Just Six Companies Create About a Quarter of Global Plastic Waste, Survey Finds
Courtesy Break Free from Plastic
This story was originally published by Grist and is reproduced here as part of the Climate Desk collaboration.
The more plastic a company makes, the more pollution it creates.
That seemingly obvious, yet previously unproven, point, is the main takeaway from a first-of-its-kind study published Wednesday in the journal Science Advances. Researchers from a dozen universities around the world found that, for every 1 percent increase in the amount of plastic a company uses, there is an associated 1 percent increase in its contribution to global plastic litter.

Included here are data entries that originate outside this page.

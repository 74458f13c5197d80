//! Ticket management commands. Used inside a ticket channel.

use super::controls::claim_reply;
use super::{
    CommandArgs, CommandHandler, CommandOption, Context, OptionKind, Reply, SlashCommand, required,
};
use crate::error::TicketResult;
use crate::platform::{Embed, colors};
use async_trait::async_trait;

pub struct AddHandler;

#[async_trait]
impl CommandHandler for AddHandler {
    fn definition(&self) -> SlashCommand {
        SlashCommand::new("add", "Gives a user or role access to this ticket.").option(
            CommandOption::required("target", "User or role to add", OptionKind::Mentionable),
        )
    }

    fn private(&self) -> bool {
        false
    }

    async fn handle(&self, ctx: &Context<'_>, args: &CommandArgs) -> TicketResult<Reply> {
        let target = required(args.target("target"), "target")?;
        ctx.engine
            .add_participant(ctx.channel_id, ctx.actor, target)
            .await?;
        Ok(Reply::public_embed(Embed::new(colors::GREEN).description(
            format!("{} has been added to this ticket.", target.mention()),
        )))
    }
}

pub struct RemoveHandler;

#[async_trait]
impl CommandHandler for RemoveHandler {
    fn definition(&self) -> SlashCommand {
        SlashCommand::new("remove", "Removes a user or role's access to this ticket.").option(
            CommandOption::required("target", "User or role to remove", OptionKind::Mentionable),
        )
    }

    fn private(&self) -> bool {
        false
    }

    async fn handle(&self, ctx: &Context<'_>, args: &CommandArgs) -> TicketResult<Reply> {
        let target = required(args.target("target"), "target")?;
        ctx.engine
            .remove_participant(ctx.channel_id, ctx.actor, target)
            .await?;
        Ok(Reply::public_embed(Embed::new(colors::RED).description(
            format!("{} has been removed from this ticket.", target.mention()),
        )))
    }
}

pub struct CloseHandler;

#[async_trait]
impl CommandHandler for CloseHandler {
    fn definition(&self) -> SlashCommand {
        SlashCommand::new("close", "Closes this ticket.")
    }

    async fn handle(&self, ctx: &Context<'_>, _args: &CommandArgs) -> TicketResult<Reply> {
        // No control message to replace; the engine posts the closed controls.
        ctx.engine
            .close_ticket(ctx.channel_id, ctx.actor, None)
            .await?;
        Ok(Reply::silent())
    }
}

pub struct OpenHandler;

#[async_trait]
impl CommandHandler for OpenHandler {
    fn definition(&self) -> SlashCommand {
        SlashCommand::new("open", "Re-opens this closed ticket.")
    }

    async fn handle(&self, ctx: &Context<'_>, _args: &CommandArgs) -> TicketResult<Reply> {
        ctx.engine
            .reopen_ticket(ctx.channel_id, ctx.actor, None)
            .await?;
        Ok(Reply::silent())
    }
}

pub struct RenameHandler;

#[async_trait]
impl CommandHandler for RenameHandler {
    fn definition(&self) -> SlashCommand {
        SlashCommand::new("rename", "Changes the ticket channel's name.")
            .option(CommandOption::required("name", "New channel name", OptionKind::String))
    }

    fn private(&self) -> bool {
        false
    }

    async fn handle(&self, ctx: &Context<'_>, args: &CommandArgs) -> TicketResult<Reply> {
        let name = required(args.string("name"), "name")?;
        let name = ctx
            .engine
            .rename_ticket(ctx.channel_id, ctx.actor, name)
            .await?;
        Ok(Reply::public_embed(
            Embed::new(colors::BLURPLE).description(format!("Ticket renamed to `{name}`.")),
        ))
    }
}

pub struct ClaimHandler;

#[async_trait]
impl CommandHandler for ClaimHandler {
    fn definition(&self) -> SlashCommand {
        SlashCommand::new("claim", "Claims this ticket, or releases your claim.")
    }

    fn private(&self) -> bool {
        false
    }

    async fn handle(&self, ctx: &Context<'_>, _args: &CommandArgs) -> TicketResult<Reply> {
        let outcome = ctx.engine.toggle_claim(ctx.channel_id, ctx.actor).await?;
        Ok(claim_reply(outcome, ctx.actor.user_id))
    }
}

pub struct CloseRequestHandler;

#[async_trait]
impl CommandHandler for CloseRequestHandler {
    fn definition(&self) -> SlashCommand {
        SlashCommand::new(
            "closerequest",
            "Asks the ticket owner to confirm this ticket can be closed.",
        )
    }

    async fn handle(&self, ctx: &Context<'_>, _args: &CommandArgs) -> TicketResult<Reply> {
        ctx.engine.request_close(ctx.channel_id, ctx.actor).await?;
        Ok(Reply::private("Close request sent."))
    }
}

pub struct TranscriptHandler;

#[async_trait]
impl CommandHandler for TranscriptHandler {
    fn definition(&self) -> SlashCommand {
        SlashCommand::new("transcript", "Generates a transcript of this ticket.")
    }

    async fn handle(&self, ctx: &Context<'_>, _args: &CommandArgs) -> TicketResult<Reply> {
        let staged = ctx.engine.transcript(ctx.channel_id, ctx.actor).await?;
        Ok(Reply::private(format!("Transcript of {}", ctx.channel_id.mention()))
            .with_attachment(staged))
    }
}

#[cfg(test)]
mod tests {
    use super::super::tests::{Harness, harness, invocation, member, open_ticket, setup_panel, staff};
    use super::super::{CommandArgs, OptionValue, Reply};
    use crate::platform::{Access, ChannelId, RoleId, Target, UserId};
    use crate::ticket::Actor;
    use crate::views::ControlId;

    async fn run(
        h: &Harness,
        channel: ChannelId,
        actor: Actor,
        name: &str,
        args: CommandArgs,
    ) -> Reply {
        h.dispatcher
            .dispatch_command(&invocation(channel, actor), name, &args)
            .await
            .unwrap()
    }

    #[tokio::test]
    async fn test_add_and_remove_participants() {
        let h = harness().await;
        let entry = setup_panel(&h, false).await;
        let channel = open_ticket(&h, entry, 5).await;

        let args = CommandArgs::new().with("target", OptionValue::User(UserId(42)));
        let reply = run(&h, channel, staff(9), "add", args.clone()).await;
        assert!(!reply.ephemeral);
        assert_eq!(
            h.platform.channel(channel).unwrap().overwrites[&Target::Member(UserId(42))],
            Access::ReadWrite
        );

        let reply = run(&h, channel, staff(9), "remove", args).await;
        assert!(reply.embed.is_some());
        assert!(
            !h.platform
                .channel(channel)
                .unwrap()
                .overwrites
                .contains_key(&Target::Member(UserId(42)))
        );

        let roles = CommandArgs::new().with("target", OptionValue::Role(RoleId(88)));
        let reply = run(&h, channel, member(5), "add", roles).await;
        assert!(reply.ephemeral);
        assert_eq!(
            reply.content.as_deref(),
            Some("You do not have permission to use this command.")
        );
    }

    #[tokio::test]
    async fn test_close_and_open_commands_post_controls() {
        let h = harness().await;
        let entry = setup_panel(&h, false).await;
        let channel = open_ticket(&h, entry, 5).await;

        let reply = run(&h, channel, member(5), "close", Default::default()).await;
        assert!(reply.is_silent());
        let last = h.platform.messages(channel).last().unwrap().message.clone();
        assert_eq!(last.embed.unwrap().title.as_deref(), Some("Ticket Closed"));

        let reply = run(&h, channel, member(5), "open", Default::default()).await;
        assert!(reply.ephemeral);

        let reply = run(&h, channel, staff(9), "open", Default::default()).await;
        assert!(reply.is_silent());
        let last = h.platform.messages(channel).last().unwrap().message.clone();
        assert_eq!(last.embed.unwrap().title.as_deref(), Some("Ticket Re-Opened"));
    }

    #[tokio::test]
    async fn test_rename_claim_and_close_request() {
        let h = harness().await;
        let entry = setup_panel(&h, true).await;
        let channel = open_ticket(&h, entry, 5).await;

        let args = CommandArgs::new()
            .with("name", OptionValue::String("billing-issue".into()));
        run(&h, channel, staff(9), "rename", args).await;
        assert_eq!(h.platform.channel(channel).unwrap().name, "billing-issue");

        let reply = run(&h, channel, staff(9), "claim", Default::default()).await;
        assert_eq!(reply.embed.unwrap().title.as_deref(), Some("Ticket Claimed"));
        let reply = run(&h, channel, staff(9), "claim", Default::default()).await;
        assert_eq!(reply.embed.unwrap().title.as_deref(), Some("Ticket Unclaimed"));

        let reply = run(&h, channel, staff(9), "closerequest", Default::default()).await;
        assert_eq!(reply.content.as_deref(), Some("Close request sent."));
        let request = h.platform.messages(channel).last().unwrap().message.clone();
        assert_eq!(
            request.buttons[0].custom_id,
            ControlId::ConfirmClose.custom_id()
        );
    }

    #[tokio::test]
    async fn test_transcript_reply_carries_file() {
        let h = harness().await;
        let entry = setup_panel(&h, false).await;
        let channel = open_ticket(&h, entry, 5).await;

        let reply = run(&h, channel, staff(9), "transcript", Default::default()).await;
        assert!(reply.ephemeral);
        let path = reply.attachment.as_ref().unwrap().attachment().path.clone();
        assert!(path.exists());
        drop(reply);
        assert!(!path.exists());
    }
}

In other words, if Coca-Cola is producing one-tenth of the world’s plastic, the research predicts that the beverage behemoth is responsible for about a tenth of the identifiable plastic litter on beaches or in parks, rivers, and other ecosystems.
That finding “shook me up a lot, I was really distraught,” said Win Cowger, a researcher at the Moore Institute for Plastic Pollution Research and the study’s lead author. It suggests that companies’ loudly proclaimed efforts to reduce their plastic footprint “aren’t doing much at all” and that more is needed to make them scale down the amount of plastic they produce.
Significantly, it supports calls from delegates to the United Nations global plastics treaty—which is undergoing its fourth round of discussions in Ottawa, Canada, through Tuesday—to restrict production as a primary means to “end plastic pollution.”
“What the data is saying is that if the status quo doesn’t change in a huge way—if social norms around the rapid consumption and production of new materials don’t change—we won’t see what we want,” Cowger told Grist.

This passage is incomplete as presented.